The SIMMs (the older of the two) slide into the connectors, then tilt back until they click into place. If they don't click, don't force it. They are keyed so that they fit snuggly into the connectors only one way. Try to turn them around and see if they work any better the other way.
DIMMs slide straight down into the connectors following vertical channels or guides that support the sides of the memory stick. Once the memory stick is seated properly in the connector, a lever at either end holds the memory in place. To release the memory, push the lever away from the memory card and the memory stick will eject.
Usually, the memory connectors/slots on the motherboard are numbered. Almost every motherboard must have memory installed beginning in the lowest numbered slot.

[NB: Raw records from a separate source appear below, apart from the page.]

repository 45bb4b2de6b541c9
//! File-backed settings store.
//!
//! `SettingsStore` owns the single in-memory copy of [`Settings`]. Updates are
//! copy-mutate-persist-commit: the mutation is applied to a copy, the copy is
//! written to disk, and only then does it become visible to readers.

use std::fs::{self, OpenOptions};
use std::io::Write;
use std::path::{Path, PathBuf};

use parking_lot::{Mutex, RwLock};
use thiserror::Error;
use tracing::{debug, warn};

use super::settings::Settings;

/// File name of the persisted settings inside the data directory
pub const SETTINGS_FILE: &str = "settings.json";

/// Error raised when settings cannot be persisted
#[derive(Debug, Error)]
pub enum SettingsError {
    /// Creating, writing or renaming the settings file failed
    #[error("failed to write settings file {path:?}: {source}")]
    Io {
        path: PathBuf,
        #[source]
        source: std::io::Error,
    },

    /// Settings could not be serialized
    #[error("failed to serialize settings: {0}")]
    Serialize(#[from] serde_json::Error),
}

/// Default data directory (`<data_dir>/usagebar`)
pub fn default_data_dir() -> Option<PathBuf> {
    dirs::data_dir().map(|p| p.join("usagebar"))
}

/// Single source of truth for user preferences
pub struct SettingsStore {
    /// Committed settings, read by `get`
    current: RwLock<Settings>,
    /// Serializes `update` calls, including their file writes
    write_lock: Mutex<()>,
    /// Path of the backing JSON file
    path: PathBuf,
}

impl SettingsStore {
    /// Open the store backed by `settings.json` in `data_dir`
    ///
    /// Missing or malformed files yield defaults. Nothing is written until
    /// the first successful `update`.
    pub fn open(data_dir: impl AsRef<Path>) -> Self {
        Self::with_path(data_dir.as_ref().join(SETTINGS_FILE))
    }

    /// Open the store backed by an explicit file path
    pub fn with_path(path: PathBuf) -> Self {
        let settings = Self::load(&path);
        Self {
            current: RwLock::new(settings),
            write_lock: Mutex::new(()),
            path,
        }
    }

    /// Path of the backing file
    pub fn path(&self) -> &Path {
        &self.path
    }

    /// Read and normalize the backing file, falling back to defaults
    fn load(path: &Path) -> Settings {
        let content = match fs::read_to_string(path) {
            Ok(c) => c,
            Err(e) => {
                debug!(path = ?path, error = %e, "No settings file, using defaults");
                return Settings::default();
            }
        };

        match serde_json::from_str::<Settings>(&content) {
            Ok(mut settings) => {
                settings.validate();
                settings
            }
            Err(e) => {
                warn!(path = ?path, error = %e, "Malformed settings file, using defaults");
                Settings::default()
            }
        }
    }

    /// Current settings (owned copy)
    pub fn get(&self) -> Settings {
        self.current.read().clone()
    }

    /// Apply `mutator` to a copy of the current settings, persist it, then commit
    ///
    /// On a write failure the committed settings are left untouched and the
    /// error is returned. Concurrent updates are applied one at a time.
    pub fn update<F>(&self, mutator: F) -> Result<Settings, SettingsError>
    where
        F: FnOnce(&mut Settings),
    {
        let _guard = self.write_lock.lock();

        let mut next = self.current.read().clone();
        mutator(&mut next);

        self.persist(&next)?;

        *self.current.write() = next.clone();
        debug!(?next, "Settings committed");
        Ok(next)
    }

    /// Write settings atomically (temp file + rename)
    fn persist(&self, settings: &Settings) -> Result<(), SettingsError> {
        let json = serde_json::to_string_pretty(settings)?;

        if let Some(dir) = self.path.parent() {
            fs::create_dir_all(dir).map_err(io_err(dir))?;
        }

        let temp_path = self.path.with_extension("json.tmp");
        // Leftover from an earlier failed write
        let _ = fs::remove_file(&temp_path);

        let mut file = OpenOptions::new()
            .write(true)
            .create_new(true)
            .open(&temp_path)
            .map_err(io_err(&temp_path))?;
        file.write_all(json.as_bytes()).map_err(io_err(&temp_path))?;
        file.sync_all().map_err(io_err(&temp_path))?;

        fs::rename(&temp_path, &self.path).map_err(io_err(&self.path))?;
        Ok(())
    }
}

fn io_err(path: &Path) -> impl FnOnce(std::io::Error) -> SettingsError {
    let path = path.to_path_buf();
    move |source| SettingsError::Io { path, source }
}
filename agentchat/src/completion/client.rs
//! HTTP client for the completion API.

use std::time::Duration;

use async_trait::async_trait;
use reqwest::Client;

use super::types::{CompletionRequest, CompletionResponse};
use crate::models::Message;

/// Errors from a completion call.
#[derive(Debug, thiserror::Error)]
pub enum CompletionError {
    /// Transport failure (connect, timeout, TLS).
    #[error("request to completion API failed: {0}")]
    Http(#[from] reqwest::Error),

    /// Non-success HTTP status from the API.
    #[error("completion API returned {status}: {body}")]
    Status {
        status: reqwest::StatusCode,
        body: String,
    },

    /// Response body could not be decoded.
    #[error("invalid completion response: {0}")]
    Decode(String),

    /// Response decoded but carried no reply text.
    #[error("completion response has no message content")]
    Malformed,
}

/// Something that can turn a transcript into one reply.
#[async_trait]
pub trait CompletionClient: Send + Sync {
    /// Request a single completion for the ordered `messages`.
    async fn complete(&self, messages: &[Message]) -> Result<String, CompletionError>;
}

/// Settings for the completion API.
#[derive(Debug, Clone)]
pub struct CompletionConfig {
    /// Base URL, e.g. `https://api.openai.com/v1`.
    pub base_url: String,
    /// Bearer credential.
    pub api_key: String,
    /// Model identifier.
    pub model: String,
    /// Sampling temperature sent with every request.
    pub temperature: f64,
    /// Per-request timeout.
    pub timeout: Duration,
}

impl Default for CompletionConfig {
    fn default() -> Self {
        Self {
            base_url: "https://api.openai.com/v1".to_string(),
            api_key: String::new(),
            model: "gpt-3.5-turbo".to_string(),
            temperature: 0.7,
            timeout: Duration::from_secs(60),
        }
    }
}

/// Client for OpenAI-compatible `/chat/completions` endpoints.
pub struct OpenAiClient {
    client: Client,
    config: CompletionConfig,
}

impl OpenAiClient {
    pub fn new(config: CompletionConfig) -> Result<Self, CompletionError> {
        let client = Client::builder().timeout(config.timeout).build()?;
        Ok(Self { client, config })
    }

    pub const fn config(&self) -> &CompletionConfig {
        &self.config
    }

    fn endpoint(&self) -> String {
        format!("{}/chat/completions", self.config.base_url.trim_end_matches('/'))
    }
}

#[async_trait]
impl CompletionClient for OpenAiClient {
    async fn complete(&self, messages: &[Message]) -> Result<String, CompletionError> {
        let request = CompletionRequest {
            model: &self.config.model,
            messages,
            temperature: self.config.temperature,
        };

        tracing::debug!(
            model = %self.config.model,
            messages = messages.len(),
            "Sending completion request"
        );

        let response = self
            .client
            .post(self.endpoint())
            .bearer_auth(&self.config.api_key)
            .json(&request)
            .send()
            .await?;

        let status = response.status();
        if !status.is_success() {
            let body = response.text().await.unwrap_or_default();
            return Err(CompletionError::Status { status, body });
        }

        let body = response.text().await?;
        let parsed: CompletionResponse =
            serde_json::from_str(&body).map_err(|e| CompletionError::Decode(e.to_string()))?;

        parsed.into_content().ok_or(CompletionError::Malformed)
    }
}

#[cfg(test)]
mod tests {
    use super::*;
    use wiremock::matchers::{body_partial_json, header, method, path};
    use wiremock::{Mock, MockServer, ResponseTemplate};

    fn client_for(server: &MockServer) -> OpenAiClient {
        OpenAiClient::new(CompletionConfig {
            base_url: format!("{}/v1/", server.uri()),
            api_key: "sk-test".to_string(),
            ..CompletionConfig::default()
        })
        .unwrap()
    }

    #[tokio::test]
    async fn test_complete_success() {
        let server = MockServer::start().await;
        Mock::given(method("POST"))
            .and(path("/v1/chat/completions"))
            .and(header("authorization", "Bearer sk-test"))
            .and(body_partial_json(serde_json::json!({
                "model": "gpt-3.5-turbo",
                "temperature": 0.7,
                "messages": [
                    {"role": "system", "content": "Role: X"},
                    {"role": "user", "content": "hi"}
                ]
            })))
            .respond_with(ResponseTemplate::new(200).set_body_json(serde_json::json!({
                "choices": [{"message": {"role": "assistant", "content": "hello"}}]
            })))
            .expect(1)
            .mount(&server)
            .await;

        let client = client_for(&server);
        let reply = client
            .complete(&[Message::system("Role: X"), Message::user("hi")])
            .await
            .unwrap();
        assert_eq!(reply, "hello");
    }

    #[tokio::test]
    async fn test_complete_error_status() {
        let server = MockServer::start().await;
        Mock::given(method("POST"))
            .respond_with(ResponseTemplate::new(401).set_body_string("invalid api key"))
            .mount(&server)
            .await;

        let err = client_for(&server)
            .complete(&[Message::user("hi")])
            .await
            .unwrap_err();
        match err {
            CompletionError::Status { status, body } => {
                assert_eq!(status.as_u16(), 401);
                assert_eq!(body, "invalid api key");
            }
            other => panic!("unexpected error: {other}"),
        }
    }

    #[tokio::test]
    async fn test_complete_malformed_response() {
        let server = MockServer::start().await;
        Mock::given(method("POST"))
            .respond_with(
                ResponseTemplate::new(200).set_body_json(serde_json::json!({"choices": []})),
            )
            .mount(&server)
            .await;

        let err = client_for(&server)
            .complete(&[Message::user("hi")])
            .await
            .unwrap_err();
        assert!(matches!(err, CompletionError::Malformed));
    }

    #[tokio::test]
    async fn test_complete_undecodable_body() {
        let server = MockServer::start().await;
        Mock::given(method("POST"))
            .respond_with(ResponseTemplate::new(200).set_body_string("not json"))
            .mount(&server)
            .await;

        let err = client_for(&server)
            .complete(&[Message::user("hi")])
            .await
            .unwrap_err();
        assert!(matches!(err, CompletionError::Decode(_)));
    }
}
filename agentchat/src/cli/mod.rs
//! CLI argument parsing module.

mod args;
mod commands;

pub use args::Cli;
pub use commands::execute;
//! Chat-completion API interaction module.

mod client;
mod types;

pub use client::{CompletionClient, CompletionConfig, CompletionError, OpenAiClient};
pub use types::{CompletionRequest, CompletionResponse};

Some SIMM slots also are set up so that you can only physically get to some of the slots if other slots are empty. If there are no numbers, assume that the memory is to be installed beginning with the slots closest to the processor.

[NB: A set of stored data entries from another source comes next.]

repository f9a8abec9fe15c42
//! Session model representing one conversation thread.

use chrono::{DateTime, Utc};

use super::{AgentConfig, Message, MessageRole};

/// Errors from mutating a session transcript.
#[derive(Debug, Clone, PartialEq, Eq, thiserror::Error)]
pub enum SessionError {
    /// Only user and assistant turns can be appended; the system message is
    /// owned by the applied agent configuration.
    #[error("cannot append a {0} message to a transcript")]
    UnexpectedRole(MessageRole),
}

/// A conversation thread: its transcript and the agent configuration
/// currently applied to it.
///
/// A system message, when present, is always the first message and there is
/// at most one of it.
#[derive(Debug, Clone)]
pub struct Session {
    /// Opaque session identifier.
    pub id: String,
    transcript: Vec<Message>,
    agent_config: Option<AgentConfig>,
    /// When the session was created.
    pub created_at: DateTime<Utc>,
    /// When the transcript last changed.
    pub updated_at: DateTime<Utc>,
}

impl Session {
    /// Create a new, empty session.
    pub fn new(id: impl Into<String>) -> Self {
        let now = Utc::now();
        Self {
            id: id.into(),
            transcript: Vec::new(),
            agent_config: None,
            created_at: now,
            updated_at: now,
        }
    }

    /// Ordered transcript, as sent to the completion API.
    pub fn transcript(&self) -> &[Message] {
        &self.transcript
    }

    /// The last applied agent configuration.
    pub const fn agent_config(&self) -> Option<&AgentConfig> {
        self.agent_config.as_ref()
    }

    /// Time elapsed since the session was created.
    pub fn age(&self) -> chrono::Duration {
        Utc::now() - self.created_at
    }

    /// Append a user or assistant message.
    ///
    /// System messages are rejected: they only enter through
    /// [`Session::apply_config`], which keeps them at the head of the
    /// transcript.
    pub fn append(&mut self, message: Message) -> Result<(), SessionError> {
        if message.role == MessageRole::System {
            return Err(SessionError::UnexpectedRole(message.role));
        }
        self.transcript.push(message);
        self.updated_at = Utc::now();
        Ok(())
    }

    /// Clear the transcript. The applied configuration is kept.
    pub fn clear(&mut self) {
        self.transcript.clear();
        self.updated_at = Utc::now();
    }

    /// Apply an agent configuration.
    ///
    /// Returns `false` and does nothing when `config` equals the one already
    /// applied. Otherwise stores it, clears the transcript and seeds
    /// `system_prompt` (if any, and non-empty) as the first message.
    pub fn apply_config(&mut self, config: AgentConfig, system_prompt: Option<String>) -> bool {
        if self.agent_config.as_ref() == Some(&config) {
            return false;
        }
        self.agent_config = Some(config);
        self.clear();
        if let Some(prompt) = system_prompt.filter(|p| !p.is_empty()) {
            self.transcript.push(Message::system(prompt));
        }
        true
    }
}

#[cfg(test)]
mod tests {
    use super::*;

    #[test]
    fn test_apply_config_resets_and_seeds() {
        let mut session = Session::new("s");
        session.append(Message::user("old")).unwrap();

        let config = AgentConfig::new("X", "", "");
        assert!(session.apply_config(config.clone(), Some("Role: X".into())));
        assert_eq!(session.transcript(), &[Message::system("Role: X")]);
        assert_eq!(session.agent_config(), Some(&config));
    }

    #[test]
    fn test_apply_same_config_is_noop() {
        let mut session = Session::new("s");
        let config = AgentConfig::new("X", "Y", "Text");
        session.apply_config(config.clone(), Some("p".into()));
        session.append(Message::user("hi")).unwrap();

        assert!(!session.apply_config(config, Some("p".into())));
        assert_eq!(session.transcript().len(), 2);
    }

    #[test]
    fn test_empty_prompt_is_not_seeded() {
        let mut session = Session::new("s");
        assert!(session.apply_config(AgentConfig::default(), Some(String::new())));
        assert!(session.transcript().is_empty());
    }

    #[test]
    fn test_clear_keeps_config() {
        let mut session = Session::new("s");
        session.apply_config(AgentConfig::new("X", "", ""), Some("Role: X".into()));
        session.clear();
        assert!(session.transcript().is_empty());
        assert!(session.agent_config().is_some());
    }

    #[test]
    fn test_append_rejects_system_message() {
        let mut session = Session::new("s");
        session.append(Message::user("hi")).unwrap();

        let err = session.append(Message::system("late")).unwrap_err();
        assert_eq!(err, SessionError::UnexpectedRole(MessageRole::System));
        assert_eq!(err.to_string(), "cannot append a system message to a transcript");
        assert_eq!(session.transcript(), &[Message::user("hi")]);

        let mut empty = Session::new("e");
        assert!(empty.append(Message::system("first")).is_err());
        assert!(empty.transcript().is_empty());
    }

    #[test]
    fn test_timestamps_track_changes() {
        let mut session = Session::new("s");
        assert_eq!(session.created_at, session.updated_at);

        session.append(Message::user("hi")).unwrap();
        assert!(session.updated_at >= session.created_at);
        assert!(session.age() >= chrono::Duration::zero());
    }
}
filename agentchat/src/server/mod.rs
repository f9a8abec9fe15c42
//! agentchat server - HTTP front for the chat proxy.
//!
//! Endpoints:
//! - GET /api/health - Liveness check
//! - POST /api/chat - Run one chat turn for a session
//! - POST /api/reset - Clear a session's transcript
//! - GET /api/presets - Built-in agent presets

mod error;

use std::net::SocketAddr;
use std::sync::Arc;

use anyhow::{Context, Result};
use axum::{
    body::Bytes,
    extract::{rejection::JsonRejection, State},
    routing::{get, post},
    Json, Router,
};
use serde::{Deserialize, Serialize};
use serde_json::{json, Value};
use tower_http::cors::{Any, CorsLayer};

use crate::completion::{CompletionConfig, OpenAiClient};
use crate::models::{presets, AgentPreset};
use crate::proxy::{ChatError, ChatProxy, ChatReply, ChatRequest};

pub use error::UPSTREAM_ERROR_MESSAGE;

/// Listen address for the server.
#[derive(Debug, Clone)]
pub struct ServerConfig {
    pub host: String,
    pub port: u16,
}

impl Default for ServerConfig {
    fn default() -> Self {
        Self {
            host: "127.0.0.1".to_string(),
            port: 3001,
        }
    }
}

/// Shared server state.
pub type ServerState = Arc<ChatProxy>;

/// Request to reset a session.
#[derive(Debug, Default, Deserialize)]
#[serde(rename_all = "camelCase")]
pub struct ResetRequest {
    pub session_id: Option<String>,
}

#[derive(Debug, Serialize)]
pub struct ResetResponse {
    pub message: String,
}

// === Server Lifecycle ===

/// Build the API router around `proxy`.
pub fn router(proxy: ServerState) -> Router {
    let cors = CorsLayer::new()
        .allow_origin(Any)
        .allow_methods(Any)
        .allow_headers(Any);

    Router::new()
        .route("/api/health", get(health_handler))
        .route("/api/chat", post(chat_handler))
        .route("/api/reset", post(reset_handler))
        .route("/api/presets", get(presets_handler))
        .with_state(proxy)
        .layer(cors)
}

/// Start the server.
pub async fn start_server(config: ServerConfig, completion: CompletionConfig) -> Result<()> {
    let client = OpenAiClient::new(completion).context("Failed to build completion client")?;
    let model = client.config().model.clone();
    let proxy = Arc::new(ChatProxy::new(Arc::new(client)));

    let addr: SocketAddr = format!("{}:{}", config.host, config.port)
        .parse()
        .with_context(|| format!("Invalid address {}:{}", config.host, config.port))?;

    let listener = tokio::net::TcpListener::bind(addr)
        .await
        .with_context(|| format!("Failed to bind {addr}"))?;

    tracing::info!(%model, "agentchat server listening on http://{addr}");

    axum::serve(listener, router(proxy))
        .with_graceful_shutdown(shutdown_signal())
        .await
        .context("Server error")?;

    tracing::info!("Server stopped");
    Ok(())
}

async fn shutdown_signal() {
    if let Err(e) = tokio::signal::ctrl_c().await {
        tracing::warn!("Failed to listen for ctrl-c: {e}");
        std::future::pending::<()>().await;
    }
}

// === Handlers ===

async fn health_handler() -> Json<Value> {
    Json(json!({
        "status": "ok",
        "message": "Server is running"
    }))
}

async fn chat_handler(
    State(proxy): State<ServerState>,
    payload: Result<Json<ChatRequest>, JsonRejection>,
) -> Result<Json<ChatReply>, ChatError> {
    let Json(request) = payload.map_err(|e| ChatError::Validation(e.body_text()))?;
    proxy.chat(request).await.map(Json)
}

/// Accepts an empty or non-JSON body as a reset of the default session.
async fn reset_handler(State(proxy): State<ServerState>, body: Bytes) -> Json<ResetResponse> {
    let request: ResetRequest = serde_json::from_slice(&body).unwrap_or_default();
    proxy.reset(request.session_id.as_deref()).await;
    Json(ResetResponse {
        message: "Conversation history has been reset".to_string(),
    })
}

async fn presets_handler() -> Json<Vec<AgentPreset>> {
    Json(presets())
}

During the course of this lab, there will be no need to remove or install a processor. For the sake of instruction, however, it would be nice to at least show you how it is done.
Processors use what is called a Zero Insertion Force (ZIF) socket. These sockets use a lever to grasp the pins of the processor to hold it in its socket.
To remove a processor, first locate the ZIF lever.
Raising the ZIF lever will release the pins of the processor.
Now you should be able to pull the processor straight out from its socket. If you do this, be sure to note the orientation of the processor. Some motherboards do not give very good pin 1 references for the processor thereby making it difficult to reinsert the processor with the correct orientation.
In order to test your installation of the motherboard devices, we need to have some basic I/O installed. There are two round connectors pointing off the back of the motherboard with 6 sockets for pins a a slot in the center. These connectors allow for a PS/2 type keyboard and mouse to be attached to the motherboard. Usually, there is printing on the motherboard to indicate which connector goes to the mouse and which goes to the keyboard.
The mouse and the keyboard provide input to the motherboard, but we will also need output. VGA monitors are connected to the motherboard using a DB15 connector, a fifteen-pin connector (3 rows of 5 pins) that is shaped like a tall, skinny "D" laying on its side. Connect the monitor to this connector.
Due to the number of components it takes to run a PC, there are a number of reasons why it might not come up. There is no substitute for experience. Once you've put a bunch of these things together, you'll know what to look for. In the absence of experience, however, there are a couple of things you can check first.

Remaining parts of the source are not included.